Comedian Lizz Winstead co-founded Lady Parts Justice League in 2012; the organization is comprised of feminists who use comedy to raise awareness of reproductive rights issues. Winstead was inspired to form the Justice League in 2012 as she finished work on her book Lizz Free or Die and prepared to leave her native Minnesota for her adopted hometown of Brooklyn. She was struck by what she saw as a rolling back of reproductive rights and decided to work toward raising awareness of these issues through her unique brand of comedy.
“All of these state legislatures really started proposing laws, closing clinics right and left, placing incredible restrictions on people. When I finished my book, I needed to get back to Brooklyn,” she says. “I rented a van, poured my two dogs back into and started doing benefits for clinics along the way home. Each clinic that I went to, the people that worked there said, ‘A lot of people will come here and do benefits with a dinner, but no one comes to the clinic. No one ever comes. Thank you for coming.’ I was so moved by that that I thought, ‘It’s what I do.’ I go out and do shows. I wanted to be able to figure out a way to go out and make those shows and make my production work be of value to the movement. I got back to New York, I made two pots of chili, I invited a whole bunch of creatives over to my house and I said, ‘There’s an assault that’s happening, and these laws are being abandoned, and these laws are being passed really fast, and I don’t think that people know about it. So let’s make some videos to expose what’s going on in these states and then let’s go on tour.’”
The group affords Winstead, a co-creator of both The Daily Show and the left-leaning radio channel Air America, the opportunity to do something she could not do in either of those venues--marry her art with her activism.
“When I was at The Daily Show and Air America Radio we could lay out in a funny way and even a smart way the hypocrisy of a bill, a politician, a law, a corporate do-badder,” she says. “But we couldn’t say, ‘And here’s what you can do about it.’ That wasn’t my job. My job was to be funny first and then if I could put some truth into the funny, then that was kind of the bonus. I kind of felt like an anger fluffer. After a while, it was like, ‘What’s the point of getting people riled up and giving them information if I can’t say, “And here’s what you can do.”’ After doing [that first tour] and talking to these clinics and having people say, ‘What I can do’ and saying, ‘Gosh, I don’t know. I’m just kinda the comic who gave you the information,’ I realized I had to stop saying that. What if I actually started communicating with the clinics and the activists and the community and figured out what people could do.”
For the group's current Vagical Mystery Tour Winstead sought out a group of comedians as diverse as the audiences they would be playing to along the way.

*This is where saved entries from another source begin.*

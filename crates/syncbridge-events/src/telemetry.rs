//! Outcome telemetry.
//!
//! Events are named `{family}-{action}-{outcome}` and carry a flat
//! string-to-string attribute map. Sinks are append-only and order-insensitive.

use serde::Serialize;
use std::collections::BTreeMap;
use std::sync::Mutex;
use tracing::info;

/// Flat attribute map attached to every telemetry event.
pub type TelemetryAttributes = BTreeMap<String, String>;

/// Build a `{family}-{action}-{outcome}` event name.
#[must_use]
pub fn event_name(family: &str, action: &str, outcome: &str) -> String {
    format!("{family}-{action}-{outcome}")
}

/// A single named telemetry event.
#[derive(Debug, Clone, PartialEq, Eq, Serialize)]
pub struct TelemetryEvent {
    pub name: String,
    pub attributes: TelemetryAttributes,
}

impl TelemetryEvent {
    pub fn new(name: impl Into<String>) -> Self {
        Self {
            name: name.into(),
            attributes: TelemetryAttributes::new(),
        }
    }

    /// Add an attribute. Values are stringified.
    #[must_use]
    pub fn with(mut self, key: impl Into<String>, value: impl ToString) -> Self {
        self.attributes.insert(key.into(), value.to_string());
        self
    }

    /// Add an attribute only when a value is present.
    #[must_use]
    pub fn with_opt(self, key: impl Into<String>, value: Option<impl ToString>) -> Self {
        match value {
            Some(v) => self.with(key, v),
            None => self,
        }
    }

    /// Merge a set of attributes. Existing keys are overwritten.
    #[must_use]
    pub fn with_attributes(mut self, attributes: &TelemetryAttributes) -> Self {
        self.attributes
            .extend(attributes.iter().map(|(k, v)| (k.clone(), v.clone())));
        self
    }

    #[must_use]
    pub fn attribute(&self, key: &str) -> Option<&str> {
        self.attributes.get(key).map(String::as_str)
    }
}

/// Destination for telemetry events.
pub trait TelemetrySink: Send + Sync {
    fn track(&self, event: TelemetryEvent);
}

/// Sink that forwards events to `tracing` under the `telemetry` target.
#[derive(Debug, Clone, Copy, Default)]
pub struct TracingTelemetry;

impl TelemetrySink for TracingTelemetry {
    fn track(&self, event: TelemetryEvent) {
        let attributes = serde_json::to_string(&event.attributes).unwrap_or_default();
        info!(
            target: "telemetry",
            event = %event.name,
            attributes = %attributes,
            "Telemetry event"
        );
    }
}

/// Sink that keeps every event in memory.
#[derive(Debug, Default)]
pub struct RecordingTelemetry {
    events: Mutex<Vec<TelemetryEvent>>,
}

impl RecordingTelemetry {
    #[must_use]
    pub fn new() -> Self {
        Self::default()
    }

    /// All events in arrival order.
    #[must_use]
    pub fn events(&self) -> Vec<TelemetryEvent> {
        self.events
            .lock()
            .map(|events| events.clone())
            .unwrap_or_default()
    }

    /// Events with the given name.
    #[must_use]
    pub fn named(&self, name: &str) -> Vec<TelemetryEvent> {
        self.events()
            .into_iter()
            .filter(|e| e.name == name)
            .collect()
    }

    /// Number of events with the given name.
    #[must_use]
    pub fn count(&self, name: &str) -> usize {
        self.named(name).len()
    }

    /// Names of all events in arrival order.
    #[must_use]
    pub fn names(&self) -> Vec<String> {
        self.events().into_iter().map(|e| e.name).collect()
    }

    pub fn clear(&self) {
        if let Ok(mut events) = self.events.lock() {
            events.clear();
        }
    }
}

impl TelemetrySink for RecordingTelemetry {
    fn track(&self, event: TelemetryEvent) {
        if let Ok(mut events) = self.events.lock() {
            events.push(event);
        }
    }
}
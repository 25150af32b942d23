//! Mismatch classification policies.
//!
//! A policy never hides a mismatch; it only decides whether a detected
//! mismatch counts towards the failure total of a run.

use std::sync::Arc;

use syncbridge_connector::SubjectDetail;

use super::diff::Mismatch;

/// Decides whether a mismatch is a failure.
pub trait MismatchPolicy: Send + Sync {
    fn name(&self) -> &str;

    /// `detail` is `None` when the detail lookup failed.
    fn is_failure(&self, mismatch: &Mismatch, detail: Option<&SubjectDetail>, partition: &str)
        -> bool;
}

/// Every mismatch is a failure, including subjects that moved partition.
#[derive(Debug, Clone, Copy, Default)]
pub struct ReportTransfers;

impl MismatchPolicy for ReportTransfers {
    fn name(&self) -> &str {
        "report-transfers"
    }

    fn is_failure(&self, _: &Mismatch, _: Option<&SubjectDetail>, _: &str) -> bool {
        true
    }
}

/// Mismatches for subjects that now live in another partition are not failures.
#[derive(Debug, Clone, Copy, Default)]
pub struct SuppressTransfers;

impl MismatchPolicy for SuppressTransfers {
    fn name(&self) -> &str {
        "suppress-transfers"
    }

    fn is_failure(&self, _: &Mismatch, detail: Option<&SubjectDetail>, partition: &str) -> bool {
        !detail.is_some_and(|d| d.has_moved_from(partition))
    }
}

/// A named reconciliation and the policy it applies.
#[derive(Clone)]
pub struct ReconciliationKind {
    name: String,
    policy: Arc<dyn MismatchPolicy>,
}

impl ReconciliationKind {
    pub fn new(name: impl Into<String>, policy: Arc<dyn MismatchPolicy>) -> Self {
        Self {
            name: name.into(),
            policy,
        }
    }

    /// Allocation counts: a mismatch is a sync problem even after a transfer.
    #[must_use]
    pub fn allocation() -> Self {
        Self::new("activity-allocation", Arc::new(ReportTransfers))
    }

    /// Attendance counts: transfers race with the count and are suppressed.
    #[must_use]
    pub fn attendance() -> Self {
        Self::new("activity-attendance", Arc::new(SuppressTransfers))
    }

    /// Prefix of every telemetry event emitted for this reconciliation.
    #[must_use]
    pub fn name(&self) -> &str {
        &self.name
    }

    #[must_use]
    pub fn policy(&self) -> &dyn MismatchPolicy {
        self.policy.as_ref()
    }
}

impl std::fmt::Debug for ReconciliationKind {
    fn fmt(&self, f: &mut std::fmt::Formatter<'_>) -> std::fmt::Result {
        f.debug_struct("ReconciliationKind")
            .field("name", &self.name)
            .field("policy", &self.policy.name())
            .finish()
    }
}
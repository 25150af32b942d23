//! Reconciliation scheduling for automatic runs.
//!
//! Computes the next run time for a schedule and drives triggered runs until
//! shutdown is signalled.

use chrono::{DateTime, Datelike, Duration, Timelike, Utc};
use serde::{Deserialize, Serialize};
use tokio::sync::watch;
use tracing::{info, warn};

use super::runner::ReconciliationScope;
use super::trigger::ReconciliationTrigger;

/// Schedule frequency options.
#[derive(Debug, Clone, Copy, PartialEq, Eq, Serialize, Deserialize)]
#[serde(rename_all = "snake_case")]
pub enum ScheduleFrequency {
    /// Every hour.
    Hourly,
    /// Every day.
    Daily,
    /// Every week.
    Weekly,
}

impl std::fmt::Display for ScheduleFrequency {
    fn fmt(&self, f: &mut std::fmt::Formatter<'_>) -> std::fmt::Result {
        match self {
            Self::Hourly => write!(f, "hourly"),
            Self::Daily => write!(f, "daily"),
            Self::Weekly => write!(f, "weekly"),
        }
    }
}

impl std::str::FromStr for ScheduleFrequency {
    type Err = String;

    fn from_str(s: &str) -> Result<Self, Self::Err> {
        match s.to_lowercase().as_str() {
            "hourly" => Ok(Self::Hourly),
            "daily" => Ok(Self::Daily),
            "weekly" => Ok(Self::Weekly),
            _ => Err(format!("Invalid schedule frequency: {s}")),
        }
    }
}

/// Configuration for a reconciliation schedule.
#[derive(Debug, Clone, Serialize, Deserialize)]
pub struct ScheduleConfig {
    /// Schedule frequency.
    pub frequency: ScheduleFrequency,
    /// Hour of day (0-23 UTC).
    pub hour_of_day: u8,
    /// Day of week for weekly (0=Sunday, 6=Saturday).
    #[serde(skip_serializing_if = "Option::is_none")]
    pub day_of_week: Option<u8>,
    /// Scope of each scheduled run.
    pub scope: ReconciliationScope,
}

impl ScheduleConfig {
    #[must_use]
    pub fn new(frequency: ScheduleFrequency, scope: ReconciliationScope) -> Self {
        Self {
            frequency,
            hour_of_day: 2, // Default: 2 AM UTC
            day_of_week: None,
            scope,
        }
    }

    /// Set day of week for weekly schedule.
    #[must_use]
    pub fn with_day_of_week(mut self, day: u8) -> Self {
        self.day_of_week = Some(day.min(6));
        self
    }

    /// Set hour of day.
    #[must_use]
    pub fn with_hour(mut self, hour: u8) -> Self {
        self.hour_of_day = hour.min(23);
        self
    }

    /// Validate the schedule configuration.
    pub fn validate(&self) -> Result<(), String> {
        match self.frequency {
            ScheduleFrequency::Weekly if self.day_of_week.is_none() => {
                Err("day_of_week is required for weekly schedule".to_string())
            }
            _ => Ok(()),
        }
    }
}

/// `hour`:00 UTC on the calendar day of `at`.
fn at_hour(at: DateTime<Utc>, hour: u8) -> Option<DateTime<Utc>> {
    at.date_naive()
        .and_hms_opt(u32::from(hour), 0, 0)
        .map(|naive| naive.and_utc())
}

/// Scheduler for reconciliation runs.
pub struct ReconciliationScheduler;

impl ReconciliationScheduler {
    /// First scheduled instant strictly after `from`.
    #[must_use]
    pub fn calculate_next_run(
        config: &ScheduleConfig,
        from: DateTime<Utc>,
    ) -> Option<DateTime<Utc>> {
        let (anchor, period) = match config.frequency {
            ScheduleFrequency::Hourly => (
                from.with_minute(0)?.with_second(0)?.with_nanosecond(0)?,
                Duration::hours(1),
            ),
            ScheduleFrequency::Daily => (at_hour(from, config.hour_of_day)?, Duration::days(1)),
            ScheduleFrequency::Weekly => {
                let wanted = i64::from(config.day_of_week.unwrap_or(0).min(6));
                let today = i64::from(from.weekday().num_days_from_sunday());
                (
                    at_hour(from, config.hour_of_day)? + Duration::days(wanted - today),
                    Duration::weeks(1),
                )
            }
        };

        // The anchor is less than one period before `from`.
        Some(if anchor > from { anchor } else { anchor + period })
    }

    /// Trigger runs on schedule until `shutdown` flips to `true` or its sender
    /// is dropped. Runs are not awaited; an overrunning report overlaps the next.
    pub async fn run(
        trigger: ReconciliationTrigger,
        config: ScheduleConfig,
        mut shutdown: watch::Receiver<bool>,
    ) {
        if let Err(reason) = config.validate() {
            warn!(reason = %reason, "Invalid reconciliation schedule, scheduler not started");
            return;
        }

        loop {
            if *shutdown.borrow() {
                break;
            }

            let now = Utc::now();
            let Some(next_run) = Self::calculate_next_run(&config, now) else {
                warn!(frequency = %config.frequency, "Could not compute next run time");
                return;
            };
            let wait = (next_run - now).to_std().unwrap_or_default();

            info!(
                reconciliation = %trigger.runner().kind().name(),
                frequency = %config.frequency,
                next_run = %next_run,
                "Next reconciliation scheduled"
            );

            tokio::select! {
                () = tokio::time::sleep(wait) => {
                    let accepted = trigger.trigger(config.scope.clone());
                    info!(run_id = %accepted.run_id, "Scheduled reconciliation started");
                }
                changed = shutdown.changed() => {
                    if changed.is_err() {
                        break;
                    }
                }
            }
        }

        info!("Reconciliation scheduler stopped");
    }
}
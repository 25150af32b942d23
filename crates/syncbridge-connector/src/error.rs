//! Client error types
//!
//! Error definitions with transient/permanent classification for redelivery and retry.

use thiserror::Error;

use crate::types::EntityMapping;

/// Broad failure class used to pick between redelivery, bounded retry and dead-lettering.
#[derive(Debug, Clone, Copy, PartialEq, Eq)]
pub enum ErrorKind {
    /// Record or mapping absent.
    NotFound,
    /// Identifier already claimed by another mapping.
    Conflict,
    /// 5xx, throttling or network level failure.
    Transient,
    /// Rejected request or unmappable data.
    Permanent,
}

impl std::fmt::Display for ErrorKind {
    fn fmt(&self, f: &mut std::fmt::Formatter<'_>) -> std::fmt::Result {
        match self {
            Self::NotFound => write!(f, "not_found"),
            Self::Conflict => write!(f, "conflict"),
            Self::Transient => write!(f, "transient"),
            Self::Permanent => write!(f, "permanent"),
        }
    }
}

/// Error that can occur while talking to the source, target or mapping systems.
#[derive(Debug, Error)]
pub enum ConnectorError {
    /// Requested record does not exist.
    #[error("{resource} not found: {id}")]
    NotFound { resource: String, id: String },

    /// Mapping store refused a mapping because one already exists.
    #[error("mapping conflict: existing {existing}, duplicate {duplicate}")]
    MappingConflict {
        existing: Box<EntityMapping>,
        duplicate: Box<EntityMapping>,
    },

    /// Remote system failed on its side (5xx or throttled).
    #[error("server error ({status}): {detail}")]
    Server { status: u16, detail: String },

    /// Remote system rejected the request (4xx other than 404/409).
    #[error("request rejected ({status}): {detail}")]
    Rejected { status: u16, detail: String },

    /// Request did not complete within the configured timeout.
    #[error("request timed out: {message}")]
    Timeout { message: String },

    /// Connection could not be established or was dropped.
    #[error("network error: {message}")]
    Network { message: String },

    /// Response body could not be decoded.
    #[error("failed to parse response: {0}")]
    Parse(String),

    /// Required configuration variable is missing.
    #[error("configuration missing: {var}")]
    ConfigMissing { var: String },

    /// Configuration value is invalid.
    #[error("configuration invalid for {var}: {reason}")]
    ConfigInvalid { var: String, reason: String },
}

impl ConnectorError {
    /// Create a not-found error.
    pub fn not_found(resource: impl Into<String>, id: impl Into<String>) -> Self {
        Self::NotFound {
            resource: resource.into(),
            id: id.into(),
        }
    }

    /// Create a mapping conflict error.
    #[must_use]
    pub fn mapping_conflict(existing: EntityMapping, duplicate: EntityMapping) -> Self {
        Self::MappingConflict {
            existing: Box::new(existing),
            duplicate: Box::new(duplicate),
        }
    }

    /// Create a server-side error.
    pub fn server(status: u16, detail: impl Into<String>) -> Self {
        Self::Server {
            status,
            detail: detail.into(),
        }
    }

    /// Create a network error.
    pub fn network(message: impl Into<String>) -> Self {
        Self::Network {
            message: message.into(),
        }
    }

    /// Classify the error.
    #[must_use]
    pub fn kind(&self) -> ErrorKind {
        match self {
            Self::NotFound { .. } => ErrorKind::NotFound,
            Self::MappingConflict { .. } => ErrorKind::Conflict,
            Self::Server { .. } | Self::Timeout { .. } | Self::Network { .. } => {
                ErrorKind::Transient
            }
            Self::Rejected { .. }
            | Self::Parse(_)
            | Self::ConfigMissing { .. }
            | Self::ConfigInvalid { .. } => ErrorKind::Permanent,
        }
    }

    /// Returns true if the failure may succeed on a later attempt.
    #[must_use]
    pub fn is_transient(&self) -> bool {
        self.kind() == ErrorKind::Transient
    }

    /// Returns true if this is a duplicate-mapping conflict.
    #[must_use]
    pub fn is_conflict(&self) -> bool {
        self.kind() == ErrorKind::Conflict
    }

    /// Returns true if the record was not found.
    #[must_use]
    pub fn is_not_found(&self) -> bool {
        self.kind() == ErrorKind::NotFound
    }
}

impl From<reqwest::Error> for ConnectorError {
    fn from(error: reqwest::Error) -> Self {
        if error.is_timeout() {
            Self::Timeout {
                message: error.to_string(),
            }
        } else if error.is_decode() {
            Self::Parse(error.to_string())
        } else {
            Self::network(error.to_string())
        }
    }
}

impl From<serde_json::Error> for ConnectorError {
    fn from(error: serde_json::Error) -> Self {
        Self::Parse(error.to_string())
    }
}

/// Result type for client operations.
pub type ConnectorResult<T> = Result<T, ConnectorError>;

“The show that’s in Wichita is an incredibly diverse group of comics,” she says. “It’s a trans man, a trans woman, a queer black man, a cis black woman. All of reproductive age. All with different reproductive needs. To be able to have a show full of people and their life experiences come from all different kinds of lenses that aren’t just your typical white person’s narrative is really cool and really fun.”
Winstead points out that she's happy to see a younger generation of writers, performers and activists actively working to define the issues of their age.
“When I would talk to young Millennials what they would say to me is, ‘You know, we would go to some meetings that were run by women who look a lot like you and are your age and they never asked us what our concerns were, what our needs were. They kind of wanted us to fight and litigate their issue,’” she says. “They’d say, ‘Your issue isn’t my issue.’ They are so excited that this organization that we started is addressing what’s happening now and I’m watching that happening now, whether it’s unions, whether it’s economic justice, racial justice, reproductive rights and justice, gender justice. They’re demanding that their needs be heard and they’re the ones becoming incredible leaders. It’s good for all of us to look in and say, ‘You wanna know what? There’s some incredible leaders in all of these movements who we could take a page from.’ Sometimes it’s really cool to be the pack mule is somebody else’s struggle. When I see really brilliant young minds, who are creating an action and activity and, just like anybody else, they get derailed because you’re the one that has to go make fliers or make sure that everybody else has water. If you can be the person who goes and does some errands and tasks for the people who are coming up with really good ideas, you can keep them on a path and that’s an important role too.”
Lady Parts Justice League's Vagical Mystery Tour visits Barleycorn's on Thursday evening. Scheduled to appear at this show are Mehran Khaghani, Ian Harvie, Jay McBride and Alex English as well as Joyelle Nicole. Lizz Winstead is not scheduled to appear.